Be there for the right reasons
Be there for the right reasons
How many people are familiar with the ABC television show The Bachelor/ Bachelorette? They start with 25 women vying for the interests of one man. Then over a 10-week period, after multiple group and individual dates, the women are gradually whittled down to the “winner” who hopefully gets a marriage proposal. Of course, the opposite is true for The Bachelorette. I have a confession to make. My wife and I have been hooked since the first episode 12 years ago. My wife loves to see people get together and ultimately tie the knot. The main attraction for me was the filming locations are in some of the most beautiful and exotic places on the planet.
Sometime early on in the show a saying started to be used. “He or she isn’t here for the right reasons.” This seemed to be true. Some of the participants appeared to be on the show just for exposure or to advance their career. Also, some of the bachelors and bachelorettes treated the process as a game trying to win as if it was a contest. This caused a great deal of drama and emotion toying with people’s hearts. The audience, of course, ate this up. Fortunately, a couple of episodes have ultimately led to marriages.
Being there for the right reasons is a very strong Buddhist theme. How often have we done an act of “kindness” or “generosity” out of a sense of guilt or obligation? Or to make ourselves feel superior to someone else? Or to pat ourselves on the back about what a good person we are? Or to garner praise and a good reputation? I know I have committed all of these transgressions.

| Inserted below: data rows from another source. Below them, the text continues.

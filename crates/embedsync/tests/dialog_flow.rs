//! End-to-end dialog flows: open, edit, submit.
//!
//! Providers are in-memory fakes; nothing here touches the network.

use std::collections::BTreeMap;
use std::sync::Arc;
use std::sync::atomic::{AtomicUsize, Ordering};

use async_trait::async_trait;
use embedsync::prelude::*;
use embedsync::{Dimensions, EmbedProvider, EmbedResponse};

const WRAPPED: &str = r#"<div class="custom-embed" data-ephox-embed-iri="https://p.test/a"><iframe src="https://p.test/a" width="1" height="1"></iframe></div>"#;
const BARE: &str = r#"<iframe src="https://x.test/e" width="1" height="1"></iframe>"#;

/// Provider that answers every URL the same way and counts lookups.
struct FakeProvider {
    calls: AtomicUsize,
    response: Result<EmbedResponse, ResolveError>,
}

impl FakeProvider {
    fn answering(html: &str) -> Arc<Self> {
        Arc::new(Self {
            calls: AtomicUsize::new(0),
            response: Ok(EmbedResponse::html(html)),
        })
    }

    fn failing(reason: &str) -> Arc<Self> {
        Arc::new(Self {
            calls: AtomicUsize::new(0),
            response: Err(ResolveError::Unavailable(reason.to_string())),
        })
    }

    fn calls(&self) -> usize {
        self.calls.load(Ordering::SeqCst)
    }
}

#[async_trait]
impl EmbedProvider for FakeProvider {
    async fn fetch(&self, _url: &str) -> Result<EmbedResponse, ResolveError> {
        self.calls.fetch_add(1, Ordering::SeqCst);
        self.response.clone()
    }
}

fn with_source(mut dialog: MediaDialogData, source: FieldValue) -> MediaDialogData {
    dialog.source = Some(source);
    dialog
}

mod source_change {
    use super::*;

    #[tokio::test]
    async fn test_retargets_provider_wrapper() {
        let mut session = EmbedSession::open(WRAPPED, Arc::new(EmbedService::new()));
        let dialog = with_source(session.initial_data(), FieldValue::boxed("https://p.test/b"));

        let updated = session.change(DialogField::Source, &dialog).await.unwrap();
        let embed = updated.embed.unwrap();

        assert!(embed.contains(r#"class="custom-embed""#));
        assert!(embed.contains(r#"data-ephox-embed-iri="https://p.test/b""#));
        assert!(embed.contains(r#"src="https://p.test/b""#));
        assert_eq!(session.current().source, "https://p.test/b");
    }

    #[tokio::test]
    async fn test_uses_provider_markup() {
        let provider = FakeProvider::answering(
            r#"<div data-ephox-embed-iri="https://p.test/b"><iframe src="https://p.test/player/b" width="480" height="270"></iframe></div>"#,
        );
        let service = Arc::new(EmbedService::new().with_provider(provider.clone()));
        let mut session = EmbedSession::open("", service.clone());
        let dialog = with_source(MediaDialogData::default(), FieldValue::boxed("https://p.test/b"));

        let updated = session.change(DialogField::Source, &dialog).await.unwrap();

        assert_eq!(updated.source, Some(FieldValue::boxed("https://p.test/b")));
        assert_eq!(
            updated.dimensions,
            Some(Dimensions {
                width: Some("480".into()),
                height: Some("270".into()),
            })
        );
        assert_eq!(provider.calls(), 1);
        assert!(service.is_cached("https://p.test/b"));
    }

    #[tokio::test]
    async fn test_lookup_metadata_supplies_source() {
        let mut session = EmbedSession::open("", Arc::new(EmbedService::new()));
        let meta = BTreeMap::from([("value".to_string(), "https://x.test/v.mp4".to_string())]);
        let dialog = with_source(MediaDialogData::default(), FieldValue::with_meta("", meta));

        let updated = session.change(DialogField::Source, &dialog).await.unwrap();
        assert_eq!(updated.source, Some(FieldValue::boxed("https://x.test/v.mp4")));
        assert!(updated.embed.unwrap().contains(r#"src="https://x.test/v.mp4""#));
    }

    #[tokio::test]
    async fn test_failed_resolution_is_reported_and_not_cached() {
        let service = Arc::new(EmbedService::new().with_provider(FakeProvider::failing("offline")));
        let mut session = EmbedSession::open(BARE, service.clone());
        let dialog = with_source(session.initial_data(), FieldValue::boxed("https://x.test/other"));

        let err = session.change(DialogField::Source, &dialog).await.unwrap_err();

        assert_eq!(err.notification(), "Media embed handler error: offline");
        assert!(!service.is_cached("https://x.test/other"));
        assert_eq!(session.current().source, "https://x.test/e");
    }
}

mod submit {
    use super::*;

    #[tokio::test]
    async fn test_unchanged_source_reuses_patched_embed() {
        let provider = FakeProvider::failing("must not be called");
        let service = Arc::new(EmbedService::new().with_provider(provider.clone()));
        let session = EmbedSession::open(BARE, service);

        let mut dialog = session.initial_data();
        dialog.dimensions = Some(Dimensions {
            width: Some("640".into()),
            height: Some("360".into()),
        });

        let html = session.submit(&dialog).await.unwrap();
        assert_eq!(
            html,
            r#"<iframe src="https://x.test/e" width="640" height="360"></iframe>"#
        );
        assert_eq!(provider.calls(), 0);
    }

    #[tokio::test]
    async fn test_new_source_resolves() {
        let provider = FakeProvider::answering("<div>remote</div>");
        let service = Arc::new(EmbedService::new().with_provider(provider.clone()));
        let session = EmbedSession::open(BARE, service);
        let dialog = with_source(session.initial_data(), FieldValue::boxed("https://x.test/new"));

        let html = session.submit(&dialog).await.unwrap();
        assert_eq!(html, "<div>remote</div>");
        assert_eq!(provider.calls(), 1);
    }

    #[tokio::test]
    async fn test_cached_source_skips_resolution() {
        let provider = FakeProvider::answering("<div>remote</div>");
        let service = Arc::new(EmbedService::new().with_provider(provider.clone()));

        service
            .resolve(&MediaData::from_source("https://x.test/new"))
            .await
            .unwrap();
        assert!(service.is_cached("https://x.test/new"));

        let session = EmbedSession::open(BARE, service);
        let dialog = with_source(session.initial_data(), FieldValue::boxed("https://x.test/new"));
        let html = session.submit(&dialog).await.unwrap();

        assert_eq!(html, BARE);
        assert_eq!(provider.calls(), 1);
    }

    #[tokio::test]
    async fn test_new_insert_builds_iframe() {
        let session = EmbedSession::open("", Arc::new(EmbedService::new()));
        let dialog = with_source(MediaDialogData::default(), FieldValue::boxed("https://x.test/v.mp4"));

        let html = session.submit(&dialog).await.unwrap();
        assert_eq!(
            html,
            r#"<iframe src="https://x.test/v.mp4" width="300" height="150"></iframe>"#
        );
    }

    #[tokio::test]
    async fn test_failure_propagates() {
        let service = Arc::new(EmbedService::new().with_provider(FakeProvider::failing("offline")));
        let session = EmbedSession::open("", service.clone());
        let dialog = with_source(MediaDialogData::default(), FieldValue::boxed("https://x.test/v"));

        assert!(session.submit(&dialog).await.is_err());
        assert!(!service.is_cached("https://x.test/v"));
    }
}

mod cache {
    use super::*;

    #[tokio::test]
    async fn test_resolve_is_idempotent() {
        let service = EmbedService::new();
        let data = MediaData::from_source("https://x.test/v.mp4");

        let first = service.resolve(&data).await.unwrap();
        let cached = service.cache().get(&data.source);
        let second = service.resolve(&data).await.unwrap();

        assert!(service.is_cached(&data.source));
        assert_eq!(service.cache().get(&data.source), cached);
        assert_eq!(second, first);
    }
}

Several years ago I made a sizable donation to a charity. I knew the donation would benefit many people. But I made sure that I received plenty of recognition for my act of generosity. This was before I heard the Dharma and started to learn about “emptiness.” In those days I was primarily focused on my self-centered desire to glorify and aggrandize my self image and ego. Of course, now I see that as foolish and ignorant.
Most of us are familiar with the six far-reaching-practices or the six paramitas. The first of these is generosity. True generosity is giving of our time, energy and material possessions without the hope or expectation to receive anything, including appreciation, in return. When possible this is best done anonymously. What many people call “A Random Act of Kindness.” This is what “bodhicitta” is all about. Our desire to attain full enlightenment in which all defilements are totally eradicated and all good qualities of compassion and wisdom are fully developed in order to be of greatest benefit to all sentient beings.
Let me give you a silly example in my own life. I am sure many of you will totally relate. I work in an office where there are more women than men. Like most of us guys I would go in the bathroom and leave the toilet seat up. It gets much worse. I would also make sure I left the barest few pieces of toilet paper on the roll just so I didn’t have to go to the trouble of putting a new roll on the holder. Of course, the next person would be obligated to change the roll. I just didn’t want to be bothered. My time was too important and I was the doctor which gave me privileged potty status.
Well, the Dharma has totally changed my toilet behavior. I now make sure the toilet seat is put back down and I even put a new roll on the holder before using up the last piece. I am doing this totally as a random act of kindness for the next person who uses the bathroom whoever that may be. I don’t know if anyone at my office has noticed and I don’t care. It is just the right thing to do and makes me feel good but not in a bragging or boastful way.
I am learning a very important lesson from Buddhism. My actions are very important. But what is equally important are the motives behind those actions. Are they virtuous or non-virtuous? Generous or self centered? Being a goal-oriented person I have always focused my energies on the results. When I did something I would be very attached to the outcome of my actions. I would have high expectations. Since we are not in control of other people’s thoughts and actions we can sometimes do a virtuous deed and have a certain expectation and be totally disappointed with the results. Remember we can only be responsible for ourselves. We cannot control or change others.
So, what are my motives for giving these Dharma talks? If it is to garner praise, a good reputation, recognition or respect then I am not standing up here for the right reasons and I am totally missing the message of Buddhism. My sole purpose should be to use whatever abilities I have been given to the benefit of my fellow Sangha members. Maybe I should be giving these talks anonymously with a paper bag over my head. The ego is a very sneaky thing. It is always trying to be satisfied even while doing a virtuous activity.
Most of the time we try to be of benefit to others. However, we are often clouded by ignorance and undiscriminating passions which cause us to act in ways that are harmful. If we can stop for a moment and reflect on our motives maybe we can create more kindness and compassion in the world and less harm. In other words, let’s BE THERE FOR THE RIGHT REASONS.
Ken Mondal is a retired Ophthalmologist who lives in Spokane, Washington. He received his education at Temple University and University of Pennsylvania in Philadelphia and residency training at University of California-San Francisco. He practiced in Ohio, Washington and Hawaii. Ken met the Dharma in 2011 and attends teachings and retreats on a regular basis at Sravasti Abbey. He also loves to do volunteer work in the Abbey's beautiful forest.